I had a scare when Oda and Wu declared on me from overseas. They couldn't touch me but they could kill my citystates, so I landed an assault force at Tyre and fought them with Musketmen and Cannons. I spent lots of money bribing Monty and Siam into declaring on China, which was weird when Siam declared on me later - while we were both fighting China. (Bribing AIs into war is really odd. Sometimes it takes hundreds of golds and many luxuries; sometimes it takes only 130 gold to get Monty to open a third front.)

In the end I owned 80% of the land and was buying a Mech Inf every turn and gifting it to my city state allies in case Monty decided to try me. Very boring.

I learned many things.
1. CIVIL SERVICE HAS TRAPPING AS A PRE-REQUISITE :mad: :mad: :mad:

2. Trading post spam is good, but when you are getting 1000 gpt, replace some of them with mines.
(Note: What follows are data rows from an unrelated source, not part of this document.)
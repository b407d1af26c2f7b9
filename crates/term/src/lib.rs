//! Terminal rendering for the rescue game.
//!
//! A small, game-oriented rendering layer: everything is drawn into a
//! framebuffer of styled cells, then flushed to the terminal with crossterm.
//!
//! - [`fb`]: framebuffer and styles
//! - [`game_view`]: pure drawing of playfield, HUD and banners
//! - [`backend`]: raw-mode setup and diffed flushing
//! - [`screen`]: [`TerminalScreen`], the engine's `Renderer`

pub mod backend;
pub mod fb;
pub mod game_view;
pub mod screen;

pub use robo_rescue_core as core;
pub use robo_rescue_engine as engine;
pub use robo_rescue_types as types;

pub use backend::{encode_diff_into, encode_full_into, TerminalBackend};
pub use fb::{Cell, CellStyle, FrameBuffer, Rgb};
pub use game_view::{GameView, Palette, AVATAR_GLYPH, DANGER_GLYPH, PERSON_GLYPH};
pub use screen::TerminalScreen;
3. When an AI says "There is no way to make that deal work", sometimes it means "I can't afford to pay you what it's worth". It may accept an offer that is worse for you.

4. Unlike Civ4, "What would make this deal work?" is a minimum - sometimes the AI will give you more than that.

5. Monty will buy Aluminium from you for 160-300 gp even though he's in the Renaissance and has no chance of using the aluminium before the deal expires.

6. 22 Strength is awfully high for a damn elephant.

7. Puppets will build harbours for you, eventually.

8. Cities acquired in a peace settlement can be puppeted or razed (wish I knew this earlier, would have accepted those fat peace deals with the AI - instead I conquered them down to one city, and avoided finishing them off for diplo reasons)​

P.S. Had one crash late in the game and had to reload - will upload tonight when I have access to my gaming PC.
 
I got all the way to the end with a cultural win, but when the Utopia completed and it went into the final stats I could not see how to do a final save at that point. If anyone knows how to go get that let me know and I'll post it. The last auto save I had was four turns before the end.

So this is unofficial without the file, but I finished with a Cultural win on turn 411 wirh 3476 HOF points. I made plenty of mistakes along the way. I won't post it here and bore everyone but I kept meticulous notes of the first 100 moves ... everything I did and why, what happened when, etc. Can share if there is any interest.

I did not raze any cities as was discussed as a possible exploit. I never had any conflict with City States (allied with all), and settled in place. I'll save further comments to see if I can get a file to post.